▶ [Exercise brief]: In the data that follows, determine how many lines contain the word "queries", and give only that number.

▶ [Listed entries]:

Content starts

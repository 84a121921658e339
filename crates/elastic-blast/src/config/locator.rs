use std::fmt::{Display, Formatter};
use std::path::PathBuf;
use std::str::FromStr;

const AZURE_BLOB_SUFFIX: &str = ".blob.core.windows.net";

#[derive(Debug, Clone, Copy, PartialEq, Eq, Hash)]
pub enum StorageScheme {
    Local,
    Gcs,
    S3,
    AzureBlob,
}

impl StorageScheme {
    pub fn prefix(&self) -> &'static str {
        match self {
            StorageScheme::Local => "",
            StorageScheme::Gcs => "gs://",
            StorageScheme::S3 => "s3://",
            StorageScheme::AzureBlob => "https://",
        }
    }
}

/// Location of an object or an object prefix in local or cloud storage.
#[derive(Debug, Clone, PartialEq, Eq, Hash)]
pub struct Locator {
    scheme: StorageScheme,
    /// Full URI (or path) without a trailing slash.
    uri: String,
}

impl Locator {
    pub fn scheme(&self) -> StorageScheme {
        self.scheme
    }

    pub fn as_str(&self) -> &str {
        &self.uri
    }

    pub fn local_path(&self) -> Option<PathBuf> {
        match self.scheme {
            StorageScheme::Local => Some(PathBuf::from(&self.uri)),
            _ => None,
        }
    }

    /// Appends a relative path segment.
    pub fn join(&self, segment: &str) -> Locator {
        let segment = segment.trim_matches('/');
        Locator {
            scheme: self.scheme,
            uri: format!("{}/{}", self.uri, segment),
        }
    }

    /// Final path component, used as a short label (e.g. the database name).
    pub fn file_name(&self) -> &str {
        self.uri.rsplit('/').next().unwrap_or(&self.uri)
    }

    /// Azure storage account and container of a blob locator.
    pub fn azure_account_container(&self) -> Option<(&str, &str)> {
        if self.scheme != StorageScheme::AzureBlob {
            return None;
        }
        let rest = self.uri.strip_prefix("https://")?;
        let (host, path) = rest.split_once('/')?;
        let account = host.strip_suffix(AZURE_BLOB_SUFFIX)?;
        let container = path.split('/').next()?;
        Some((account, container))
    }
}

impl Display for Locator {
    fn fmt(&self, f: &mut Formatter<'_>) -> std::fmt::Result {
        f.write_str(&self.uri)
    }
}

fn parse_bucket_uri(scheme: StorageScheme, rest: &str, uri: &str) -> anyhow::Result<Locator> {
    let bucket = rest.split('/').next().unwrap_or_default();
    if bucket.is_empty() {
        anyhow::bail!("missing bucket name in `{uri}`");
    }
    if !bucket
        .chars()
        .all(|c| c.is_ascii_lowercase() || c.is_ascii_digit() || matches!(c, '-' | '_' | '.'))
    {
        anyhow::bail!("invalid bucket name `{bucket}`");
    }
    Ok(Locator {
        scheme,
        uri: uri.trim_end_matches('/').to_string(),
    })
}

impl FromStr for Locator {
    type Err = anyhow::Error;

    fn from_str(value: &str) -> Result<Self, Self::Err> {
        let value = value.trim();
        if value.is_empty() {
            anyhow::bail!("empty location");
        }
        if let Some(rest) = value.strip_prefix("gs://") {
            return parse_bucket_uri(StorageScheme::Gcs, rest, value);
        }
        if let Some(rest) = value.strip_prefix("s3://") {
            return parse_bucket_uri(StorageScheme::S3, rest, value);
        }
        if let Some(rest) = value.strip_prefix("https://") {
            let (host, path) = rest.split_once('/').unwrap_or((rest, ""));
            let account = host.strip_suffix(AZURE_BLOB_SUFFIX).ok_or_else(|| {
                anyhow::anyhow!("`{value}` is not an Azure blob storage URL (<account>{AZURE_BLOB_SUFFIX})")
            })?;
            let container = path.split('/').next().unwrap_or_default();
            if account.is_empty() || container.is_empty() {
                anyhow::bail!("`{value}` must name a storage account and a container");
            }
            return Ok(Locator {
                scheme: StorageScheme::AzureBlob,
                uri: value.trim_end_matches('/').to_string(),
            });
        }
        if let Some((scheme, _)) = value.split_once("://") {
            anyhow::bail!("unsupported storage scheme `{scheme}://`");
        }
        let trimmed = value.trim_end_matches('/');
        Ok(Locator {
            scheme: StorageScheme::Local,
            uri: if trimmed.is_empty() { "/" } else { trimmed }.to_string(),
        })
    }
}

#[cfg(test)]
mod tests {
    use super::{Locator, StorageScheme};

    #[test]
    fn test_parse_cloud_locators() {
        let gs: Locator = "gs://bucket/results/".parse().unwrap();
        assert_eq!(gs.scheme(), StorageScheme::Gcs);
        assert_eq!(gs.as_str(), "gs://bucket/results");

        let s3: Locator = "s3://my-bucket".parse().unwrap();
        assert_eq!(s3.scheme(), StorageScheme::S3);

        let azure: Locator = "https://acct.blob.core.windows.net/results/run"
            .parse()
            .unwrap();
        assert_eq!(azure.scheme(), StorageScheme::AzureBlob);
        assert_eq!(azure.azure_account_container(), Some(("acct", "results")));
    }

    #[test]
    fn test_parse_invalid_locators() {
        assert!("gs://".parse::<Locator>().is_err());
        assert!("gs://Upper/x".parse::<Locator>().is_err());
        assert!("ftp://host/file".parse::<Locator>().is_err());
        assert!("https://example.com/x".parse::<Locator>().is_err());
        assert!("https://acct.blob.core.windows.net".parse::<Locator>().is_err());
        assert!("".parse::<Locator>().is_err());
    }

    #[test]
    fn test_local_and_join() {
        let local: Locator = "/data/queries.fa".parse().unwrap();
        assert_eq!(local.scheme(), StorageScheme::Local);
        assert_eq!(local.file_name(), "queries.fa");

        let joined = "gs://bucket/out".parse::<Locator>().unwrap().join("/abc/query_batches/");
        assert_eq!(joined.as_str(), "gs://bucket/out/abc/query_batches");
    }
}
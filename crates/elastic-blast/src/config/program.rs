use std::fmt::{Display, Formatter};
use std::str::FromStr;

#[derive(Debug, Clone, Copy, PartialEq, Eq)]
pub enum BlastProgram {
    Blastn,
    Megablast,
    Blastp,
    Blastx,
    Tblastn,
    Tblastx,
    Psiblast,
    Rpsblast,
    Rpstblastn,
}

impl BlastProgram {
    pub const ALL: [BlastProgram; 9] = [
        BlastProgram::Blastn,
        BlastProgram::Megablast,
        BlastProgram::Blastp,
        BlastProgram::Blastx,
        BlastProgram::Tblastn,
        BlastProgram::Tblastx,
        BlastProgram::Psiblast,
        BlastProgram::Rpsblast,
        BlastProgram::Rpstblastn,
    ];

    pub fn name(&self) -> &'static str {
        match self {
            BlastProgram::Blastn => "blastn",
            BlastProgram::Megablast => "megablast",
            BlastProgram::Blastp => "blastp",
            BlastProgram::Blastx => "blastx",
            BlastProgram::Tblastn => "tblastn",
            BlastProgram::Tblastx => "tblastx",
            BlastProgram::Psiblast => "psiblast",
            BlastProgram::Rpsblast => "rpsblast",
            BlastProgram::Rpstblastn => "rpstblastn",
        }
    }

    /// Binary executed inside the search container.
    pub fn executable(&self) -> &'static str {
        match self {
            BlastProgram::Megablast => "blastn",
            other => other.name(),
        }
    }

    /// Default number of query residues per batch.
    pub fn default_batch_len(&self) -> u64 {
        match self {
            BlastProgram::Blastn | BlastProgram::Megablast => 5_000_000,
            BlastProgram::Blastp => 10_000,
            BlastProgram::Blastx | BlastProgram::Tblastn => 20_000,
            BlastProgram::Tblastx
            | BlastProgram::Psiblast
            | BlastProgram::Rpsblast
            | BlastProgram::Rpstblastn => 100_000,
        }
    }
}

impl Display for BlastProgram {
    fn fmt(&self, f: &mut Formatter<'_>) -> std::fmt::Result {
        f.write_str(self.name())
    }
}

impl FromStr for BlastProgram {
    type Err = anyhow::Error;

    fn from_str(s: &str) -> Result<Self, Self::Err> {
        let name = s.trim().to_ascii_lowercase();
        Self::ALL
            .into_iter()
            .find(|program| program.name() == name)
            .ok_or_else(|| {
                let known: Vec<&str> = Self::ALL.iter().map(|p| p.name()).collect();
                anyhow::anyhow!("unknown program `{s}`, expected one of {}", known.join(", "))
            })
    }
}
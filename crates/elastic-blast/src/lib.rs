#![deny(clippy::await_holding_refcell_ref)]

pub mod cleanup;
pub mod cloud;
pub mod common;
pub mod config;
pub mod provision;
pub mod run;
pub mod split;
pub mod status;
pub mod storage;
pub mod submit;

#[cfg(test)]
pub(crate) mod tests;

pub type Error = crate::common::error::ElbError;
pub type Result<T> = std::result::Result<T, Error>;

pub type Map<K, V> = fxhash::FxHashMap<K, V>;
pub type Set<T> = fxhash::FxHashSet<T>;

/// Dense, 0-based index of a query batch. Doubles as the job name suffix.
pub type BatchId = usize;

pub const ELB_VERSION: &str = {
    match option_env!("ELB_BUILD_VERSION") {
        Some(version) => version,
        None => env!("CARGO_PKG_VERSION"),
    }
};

Content ends

▶ [Reply to the exercise]: 2